Im Vorprojektstadium wurde die Variante Fahrleitung mit Hybrid-Elektrotriebzug der Variante Wasserstoff mit wasserstoffelektrischem Triebzug für den fahrleitungsfreien Betrieb auf der gesamten Strecke gegenübergestellt. Den Mehrkosten bei den Fahrzeugen für den neuen Wasserstoffantriebsstrang und der zusätzlich notwendigen Wasserstoffinfrastruktur stehen Einsparungen bei der nicht benötigten teuren Fahrleitungsinfrastruktur gegenüber. Auch die Gesamtkosten der Energiebereitstellung sind in etwa auf gleichem Niveau. Bei der Variante Fahrleitung muss der elektrische Strom bei Bedarf („Power on Demand“) teurer eingekauft werden. Bei der Variante Wasserstoff können die Mehrkosten zufolge des Mehrbedarfs an elektrischer Energie hingegen zu variablen Zeiten über den dann günstigeren Strompreis ausgeglichen werden. Da dieser Mehrbedarf an elektrischer Energie vor allem als Abwärme anfällt, erforscht die Zillertalbahn mit einem österreichischen Konsortium bestehend aus FEN Sustain Systems GmbH, der HyCentA Research GmbH in Graz, der Molinari Rail Austria GmbH in Jenbach und der WIVA P&G im Projekt „WIVA P&G HyTrain“ die Nutzung dieser Energie, um alle Energieströme optimal zu Nutzen und die Kosten weiter zu optimieren.

Hervorzuheben ist, dass die Energiekosten beider Varianten jeweils deutlich günstiger als der aktuelle Dieselbetrieb sind.

Sichere Lösung

Die Sicherheit im Betrieb hat oberstes Gebot. Daher sind die Wasserstofftanks der Züge abgeschottet außerhalb des Passagierbereichs angebracht. Im Notfall (z.B. Brandereignis) wird deren Wasserstoff kontrolliert abgeblasen. Das leichte und für Mensch und Natur ungiftige Wasserstoff-Gas verflüchtigt sich dabei rasch nach oben. Damit wird die Bildung eines explosiven Wasserstoff-Sauersoff-Gemisches im Freien ausgeschlossen. Für alle wasserstoffführenden Bauteile gelten weiters strenge europäische Sicherheitsvorschriften. Notwendige Notfallplänen und -procederes werden verpflichtend umgesetzt. Für die mehr als 60 Eisenbahn-Kreuzungen entfällt zudem das Risiko Oberleitung. Landwirtschaftliche Arbeiten und (Schwer-) Transporte können unbehindert und ohne zusätzliche Gefahr durchgeführt werden.

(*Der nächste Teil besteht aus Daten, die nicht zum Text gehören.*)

use std::fmt::Write as _;
use std::fs;
use std::path::{Path, PathBuf};

use tracing::{debug, info, warn};

use crate::common::{BinQRError, BinQRResult};
use crate::reader::{extract, ScanResult};
use crate::render::{RenderDecision, RenderRouter};
use crate::sniff::{classify, ContentClassification};

// Scan source
//------------------------------------------------------------------------------

/// A producer of scan results, such as a camera feed, that can be paused while a result is
/// processed.
pub trait ScanSource {
    fn start(&mut self) -> BinQRResult<()>;
    fn stop(&mut self) -> BinQRResult<()>;
}

/// A source with nothing to pause, for one-shot scans of still images.
#[derive(Debug, Default, Clone, Copy)]
pub struct StillImage;

impl ScanSource for StillImage {
    fn start(&mut self) -> BinQRResult<()> {
        Ok(())
    }

    fn stop(&mut self) -> BinQRResult<()> {
        Ok(())
    }
}

// Recovery
//------------------------------------------------------------------------------

/// Everything one recovery cycle produced.
#[derive(Debug, Clone, PartialEq, Eq)]
pub struct Recovery {
    pub payload: Vec<u8>,
    pub classification: ContentClassification,
    pub decision: RenderDecision,
    pub status: String,
}

#[derive(Debug, Clone, Default)]
pub struct RecoveryPipeline {
    router: RenderRouter,
}

impl RecoveryPipeline {
    pub fn new(router: RenderRouter) -> Self {
        Self { router }
    }

    pub fn router(&self) -> &RenderRouter {
        &self.router
    }

    /// Runs extract, classify and route on one scan result while `source` is stopped.
    ///
    /// The source is restarted whether or not the run succeeds. A failed restart is logged and
    /// does not replace the outcome of the run.
    pub fn on_scan_result<S: ScanSource + ?Sized>(
        &mut self,
        source: &mut S,
        scan: ScanResult,
    ) -> BinQRResult<Recovery> {
        source.stop()?;
        let res = self.recover(scan);
        if let Err(e) = &res {
            warn!("Recovery abandoned: {e}");
        }
        if let Err(e) = source.start() {
            warn!("Scan source did not restart: {e}");
        }
        res
    }

    fn recover(&self, scan: ScanResult) -> BinQRResult<Recovery> {
        let mut status = String::new();
        let _ = writeln!(status, "Format: {}", scan.format);
        for (k, v) in scan.metadata.iter() {
            let _ = writeln!(status, "{k}: {v}");
        }
        let seg_count = scan.byte_segments.len();

        debug!("Extracting payload...");
        let payload = extract(scan)?;
        let _ = writeln!(status, "Byte arrays: {seg_count}. Size {} bytes", payload.len());

        debug!("Classifying payload...");
        let classification = classify(&payload);
        let _ = writeln!(status, "{classification}");

        debug!("Routing payload...");
        let decision = self.router.route(&payload, &classification)?;

        info!("Recovered {} bytes as {}", payload.len(), classification.mime_type);
        Ok(Recovery { payload, classification, decision, status })
    }
}

// Save
//------------------------------------------------------------------------------

/// Writes a recovered payload to `path`, appending the classified extension when `path` has none.
pub fn save_payload(
    payload: &[u8],
    classification: &ContentClassification,
    path: impl AsRef<Path>,
    overwrite: bool,
) -> BinQRResult<PathBuf> {
    let mut path = path.as_ref().to_path_buf();
    if path.extension().is_none() {
        path.set_extension(classification.extension.trim_start_matches('.'));
    }
    if !overwrite && path.exists() {
        return Err(BinQRError::OutputExists(path));
    }
    fs::write(&path, payload).map_err(|e| BinQRError::io(&path, e))?;
    info!("Saved {} bytes to {}", payload.len(), path.display());
    Ok(path)
}

#[cfg(test)]
mod pipeline_tests {
    use std::fs;

    use super::{save_payload, RecoveryPipeline, ScanSource};
    use crate::common::{BinQRError, BinQRResult};
    use crate::reader::{BarcodeFormat, MetadataKey, ScanResult};
    use crate::render::{MediaCache, RenderAction, RenderRouter};
    use crate::sniff::{classify, ContentClassification};

    #[derive(Default)]
    struct Camera {
        running: bool,
        broken: bool,
        calls: Vec<&'static str>,
    }

    impl ScanSource for Camera {
        fn start(&mut self) -> BinQRResult<()> {
            self.calls.push("start");
            if self.broken {
                return Err(BinQRError::DecodeFailure("camera unavailable".into()));
            }
            self.running = true;
            Ok(())
        }

        fn stop(&mut self) -> BinQRResult<()> {
            self.running = false;
            self.calls.push("stop");
            Ok(())
        }
    }

    fn pipeline() -> (tempfile::TempDir, RecoveryPipeline) {
        let dir = tempfile::tempdir().unwrap();
        let router = RenderRouter::new(MediaCache::new(dir.path()));
        (dir, RecoveryPipeline::new(router))
    }

    #[test]
    fn test_recovery_status() {
        let (_dir, mut pipeline) = pipeline();
        let mut camera = Camera::default();
        let payload = b"\x89PNG\r\n\x1a\n\x00\x00".to_vec();
        let scan = ScanResult::new(BarcodeFormat::QrCode)
            .with_metadata(MetadataKey::ErrorCorrectionLevel, "M")
            .with_segment(payload.clone());

        let rec = pipeline.on_scan_result(&mut camera, scan).unwrap();
        assert_eq!(rec.payload, payload);
        assert_eq!(rec.decision.action, RenderAction::ShowImage);
        assert_eq!(
            rec.status,
            "Format: QR_CODE\nERROR_CORRECTION_LEVEL: M\nByte arrays: 1. Size 10 bytes\n\
             MIME type image/png. 8000 points certainty\n"
        );
        assert_eq!(camera.calls, ["stop", "start"]);
        assert!(camera.running);
    }

    #[test]
    fn test_source_resumes_after_failure() {
        let (_dir, mut pipeline) = pipeline();
        let mut camera = Camera::default();
        let scan = ScanResult::new(BarcodeFormat::QrCode);

        let res = pipeline.on_scan_result(&mut camera, scan);
        assert!(matches!(res, Err(BinQRError::NoBinaryData)));
        assert_eq!(camera.calls, ["stop", "start"]);
        assert!(camera.running);
    }

    #[test]
    fn test_restart_failure_keeps_recovery() {
        let (_dir, mut pipeline) = pipeline();
        let mut camera = Camera { broken: true, ..Camera::default() };
        let payload = b"fLaC\x00\x00\x00\x22stream".to_vec();
        let scan = ScanResult::new(BarcodeFormat::QrCode).with_segment(payload.clone());

        let rec = pipeline.on_scan_result(&mut camera, scan).unwrap();
        assert_eq!(rec.payload, payload);
        assert_eq!(rec.decision.action, RenderAction::PlayMedia);
        assert!(rec.decision.materialized_path.unwrap().exists());
        assert_eq!(camera.calls, ["stop", "start"]);
        assert!(!camera.running);
    }

    #[test]
    fn test_restart_failure_keeps_recovery_error() {
        let (_dir, mut pipeline) = pipeline();
        let mut camera = Camera { broken: true, ..Camera::default() };
        let scan = ScanResult::new(BarcodeFormat::QrCode);

        let res = pipeline.on_scan_result(&mut camera, scan);
        assert!(matches!(res, Err(BinQRError::NoBinaryData)), "{res:?}");
    }

    #[test]
    fn test_media_materialized() {
        let (_dir, mut pipeline) = pipeline();
        let payload = b"fLaC\x00\x00\x00\x22stream".to_vec();
        let scan = ScanResult::new(BarcodeFormat::QrCode).with_segment(payload.clone());

        let rec = pipeline.on_scan_result(&mut Camera::default(), scan).unwrap();
        assert_eq!(rec.decision.action, RenderAction::PlayMedia);
        let path = rec.decision.materialized_path.unwrap();
        assert_eq!(fs::read(path).unwrap(), payload);
    }

    #[test]
    fn test_unknown_status() {
        let (_dir, mut pipeline) = pipeline();
        let scan = ScanResult::new(BarcodeFormat::QrCode).with_segment(b"hello".to_vec());
        let rec = pipeline.on_scan_result(&mut Camera::default(), scan).unwrap();
        assert_eq!(rec.classification, ContentClassification::UNKNOWN);
        assert!(rec.status.ends_with("Unknown MIME type\n"));
        assert_eq!(rec.decision.action, RenderAction::ShowText);
    }

    #[test]
    fn test_save_appends_extension() {
        let dir = tempfile::tempdir().unwrap();
        let payload = b"GIF89a\x01\x00\x01\x00".to_vec();
        let path = save_payload(&payload, &classify(&payload), dir.path().join("Name"), false)
            .unwrap();
        assert_eq!(path, dir.path().join("Name.gif"));
        assert_eq!(fs::read(&path).unwrap(), payload);

        let res = save_payload(&payload, &classify(&payload), dir.path().join("Name"), false);
        assert!(matches!(res, Err(BinQRError::OutputExists(_))));
    }

    #[test]
    fn test_save_keeps_extension() {
        let dir = tempfile::tempdir().unwrap();
        let path = save_payload(b"x", &ContentClassification::UNKNOWN, dir.path().join("a.bin"), true)
            .unwrap();
        assert_eq!(path, dir.path().join("a.bin"));
    }
}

Nachhaltigkeit für die Region

Der innovative Wasserstoffantrieb für die neue Zillertalbahn ist unter den speziellen Gegebenheiten die effizienteste und wirtschaftlich günstigste Lösung von allen untersuchten Transaktionsformen. Mit der für das neue Zusgsystem zu schaffenden Wasserstoffinfrastruktur werden richtungsweisende Voraussetzungen für die nachhaltige – ökologisch, ökonomisch und sozial ausgewogene – Entwicklung der Tourismusregion geschaffen. Im nächsten Schritt kann die Umstellung von Bussen, Pistenraupen sowie schwerer Personen- und Lastautos, die schnell betankt und weite Strecken zurücklegen müssen, erfolgen. Die entsprechenden Grundlagenforschungen sind jedenfalls mit Beteiligung der Zillertaler Verkehrsbetriebe AG über die HyWest-Plattform im Green Energy Center Europe bereits angelaufen.